▸ **INFORMATION**:
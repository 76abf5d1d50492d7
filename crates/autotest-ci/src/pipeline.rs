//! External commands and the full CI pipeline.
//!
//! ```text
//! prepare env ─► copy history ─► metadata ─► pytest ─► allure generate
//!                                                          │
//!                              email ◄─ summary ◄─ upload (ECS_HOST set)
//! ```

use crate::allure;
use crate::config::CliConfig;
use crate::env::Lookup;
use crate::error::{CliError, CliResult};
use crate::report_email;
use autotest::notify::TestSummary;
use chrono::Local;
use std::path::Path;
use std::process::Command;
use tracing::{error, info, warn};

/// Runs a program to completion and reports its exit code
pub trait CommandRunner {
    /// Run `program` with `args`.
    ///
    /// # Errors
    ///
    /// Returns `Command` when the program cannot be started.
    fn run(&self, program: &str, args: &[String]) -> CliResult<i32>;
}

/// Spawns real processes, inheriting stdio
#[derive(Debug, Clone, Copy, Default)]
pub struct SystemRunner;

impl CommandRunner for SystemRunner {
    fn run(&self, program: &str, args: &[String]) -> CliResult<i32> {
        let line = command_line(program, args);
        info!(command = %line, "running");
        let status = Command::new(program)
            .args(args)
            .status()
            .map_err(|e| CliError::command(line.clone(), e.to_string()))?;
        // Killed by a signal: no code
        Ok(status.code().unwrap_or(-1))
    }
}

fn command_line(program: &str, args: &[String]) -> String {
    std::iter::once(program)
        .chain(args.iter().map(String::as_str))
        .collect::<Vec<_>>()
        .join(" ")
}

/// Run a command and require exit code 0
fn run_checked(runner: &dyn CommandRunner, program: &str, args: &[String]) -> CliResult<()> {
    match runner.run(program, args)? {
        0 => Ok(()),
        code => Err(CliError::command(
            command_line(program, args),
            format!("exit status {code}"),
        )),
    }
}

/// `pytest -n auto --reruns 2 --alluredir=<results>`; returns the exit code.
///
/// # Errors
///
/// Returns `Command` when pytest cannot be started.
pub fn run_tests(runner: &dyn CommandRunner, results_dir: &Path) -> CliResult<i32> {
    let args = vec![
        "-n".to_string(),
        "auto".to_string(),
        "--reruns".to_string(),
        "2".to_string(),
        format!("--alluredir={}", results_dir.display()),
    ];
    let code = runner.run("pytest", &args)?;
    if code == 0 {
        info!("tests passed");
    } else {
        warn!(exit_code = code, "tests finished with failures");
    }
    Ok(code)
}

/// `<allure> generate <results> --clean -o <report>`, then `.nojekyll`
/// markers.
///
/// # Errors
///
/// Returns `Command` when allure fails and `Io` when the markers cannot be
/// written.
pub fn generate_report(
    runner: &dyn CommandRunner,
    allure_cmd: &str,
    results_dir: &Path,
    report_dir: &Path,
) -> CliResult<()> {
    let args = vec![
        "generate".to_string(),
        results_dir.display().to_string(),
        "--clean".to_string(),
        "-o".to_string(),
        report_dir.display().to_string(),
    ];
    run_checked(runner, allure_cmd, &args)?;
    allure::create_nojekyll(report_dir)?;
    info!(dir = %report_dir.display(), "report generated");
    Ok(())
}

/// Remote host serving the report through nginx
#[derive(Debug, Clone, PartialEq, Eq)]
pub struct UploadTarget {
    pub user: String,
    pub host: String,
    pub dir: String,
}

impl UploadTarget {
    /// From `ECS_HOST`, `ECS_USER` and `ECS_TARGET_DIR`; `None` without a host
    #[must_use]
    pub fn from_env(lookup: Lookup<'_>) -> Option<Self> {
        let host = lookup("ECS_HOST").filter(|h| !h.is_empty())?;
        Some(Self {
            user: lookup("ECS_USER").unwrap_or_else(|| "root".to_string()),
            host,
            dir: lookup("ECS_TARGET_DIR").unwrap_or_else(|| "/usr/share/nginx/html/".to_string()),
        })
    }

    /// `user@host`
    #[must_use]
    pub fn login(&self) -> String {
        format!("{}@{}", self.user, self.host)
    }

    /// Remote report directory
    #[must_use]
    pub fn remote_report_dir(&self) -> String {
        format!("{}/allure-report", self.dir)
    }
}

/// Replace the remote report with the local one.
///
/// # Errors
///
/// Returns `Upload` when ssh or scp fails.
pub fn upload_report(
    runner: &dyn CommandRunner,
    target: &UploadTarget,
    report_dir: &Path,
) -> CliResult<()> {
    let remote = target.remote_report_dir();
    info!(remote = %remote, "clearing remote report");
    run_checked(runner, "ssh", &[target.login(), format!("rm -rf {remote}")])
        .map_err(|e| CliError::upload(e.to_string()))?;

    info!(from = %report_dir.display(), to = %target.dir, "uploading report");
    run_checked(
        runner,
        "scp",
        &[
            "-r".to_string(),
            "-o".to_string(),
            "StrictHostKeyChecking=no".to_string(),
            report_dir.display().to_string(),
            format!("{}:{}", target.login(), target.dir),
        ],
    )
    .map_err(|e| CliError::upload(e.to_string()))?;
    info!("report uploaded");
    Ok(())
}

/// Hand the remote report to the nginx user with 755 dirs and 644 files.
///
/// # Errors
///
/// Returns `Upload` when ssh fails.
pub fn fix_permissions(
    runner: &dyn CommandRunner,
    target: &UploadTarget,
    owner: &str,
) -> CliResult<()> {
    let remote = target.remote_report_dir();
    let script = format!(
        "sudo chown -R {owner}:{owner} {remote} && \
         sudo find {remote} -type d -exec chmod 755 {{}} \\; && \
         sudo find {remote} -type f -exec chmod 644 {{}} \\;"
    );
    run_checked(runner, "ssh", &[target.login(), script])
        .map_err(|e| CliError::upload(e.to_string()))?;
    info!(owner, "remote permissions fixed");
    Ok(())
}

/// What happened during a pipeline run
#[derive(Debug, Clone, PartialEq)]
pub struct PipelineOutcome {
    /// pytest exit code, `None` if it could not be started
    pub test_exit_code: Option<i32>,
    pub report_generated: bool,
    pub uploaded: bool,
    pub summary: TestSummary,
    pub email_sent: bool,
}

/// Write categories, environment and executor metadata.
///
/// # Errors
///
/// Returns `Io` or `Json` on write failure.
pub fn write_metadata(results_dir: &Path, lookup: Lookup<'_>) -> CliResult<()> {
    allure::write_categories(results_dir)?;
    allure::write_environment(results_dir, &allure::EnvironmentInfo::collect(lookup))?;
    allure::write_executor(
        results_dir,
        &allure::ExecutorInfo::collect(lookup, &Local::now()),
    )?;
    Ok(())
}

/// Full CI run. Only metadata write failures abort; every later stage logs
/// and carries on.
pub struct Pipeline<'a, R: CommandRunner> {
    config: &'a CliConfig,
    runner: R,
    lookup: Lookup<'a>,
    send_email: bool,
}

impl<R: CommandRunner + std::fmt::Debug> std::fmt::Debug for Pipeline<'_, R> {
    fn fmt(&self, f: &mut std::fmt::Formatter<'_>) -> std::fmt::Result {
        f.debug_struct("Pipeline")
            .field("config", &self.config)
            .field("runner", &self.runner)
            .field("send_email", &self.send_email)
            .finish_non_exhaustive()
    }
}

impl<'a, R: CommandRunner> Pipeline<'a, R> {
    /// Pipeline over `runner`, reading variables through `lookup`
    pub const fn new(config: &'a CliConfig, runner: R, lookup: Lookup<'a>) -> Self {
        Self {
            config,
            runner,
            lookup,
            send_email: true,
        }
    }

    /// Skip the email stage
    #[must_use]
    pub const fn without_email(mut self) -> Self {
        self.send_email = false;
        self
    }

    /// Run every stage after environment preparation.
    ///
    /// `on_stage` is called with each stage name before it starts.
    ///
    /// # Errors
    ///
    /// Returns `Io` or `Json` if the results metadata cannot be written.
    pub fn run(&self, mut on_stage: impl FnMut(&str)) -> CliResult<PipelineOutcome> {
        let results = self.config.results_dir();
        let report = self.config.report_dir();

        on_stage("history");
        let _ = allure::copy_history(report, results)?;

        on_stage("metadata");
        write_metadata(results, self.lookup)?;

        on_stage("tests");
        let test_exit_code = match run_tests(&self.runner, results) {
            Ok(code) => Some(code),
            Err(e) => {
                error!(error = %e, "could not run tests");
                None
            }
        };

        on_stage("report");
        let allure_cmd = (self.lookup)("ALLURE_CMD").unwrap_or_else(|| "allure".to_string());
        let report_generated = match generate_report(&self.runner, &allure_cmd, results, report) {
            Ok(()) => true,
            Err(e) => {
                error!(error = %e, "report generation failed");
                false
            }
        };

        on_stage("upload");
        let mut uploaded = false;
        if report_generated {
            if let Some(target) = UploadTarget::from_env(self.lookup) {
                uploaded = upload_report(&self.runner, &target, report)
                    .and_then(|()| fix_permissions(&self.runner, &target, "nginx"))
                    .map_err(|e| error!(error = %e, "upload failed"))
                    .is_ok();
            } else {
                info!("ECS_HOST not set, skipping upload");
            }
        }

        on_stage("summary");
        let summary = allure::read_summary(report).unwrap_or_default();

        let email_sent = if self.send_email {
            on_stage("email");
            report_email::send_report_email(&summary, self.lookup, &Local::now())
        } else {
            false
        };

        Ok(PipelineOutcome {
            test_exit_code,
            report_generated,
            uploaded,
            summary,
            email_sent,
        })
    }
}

▸ **DIRECTIONS FOR THIS TASK**: How many lines of the entries include the string "derive"? Answer with a number and no other words.

▸ **REPLY**: 3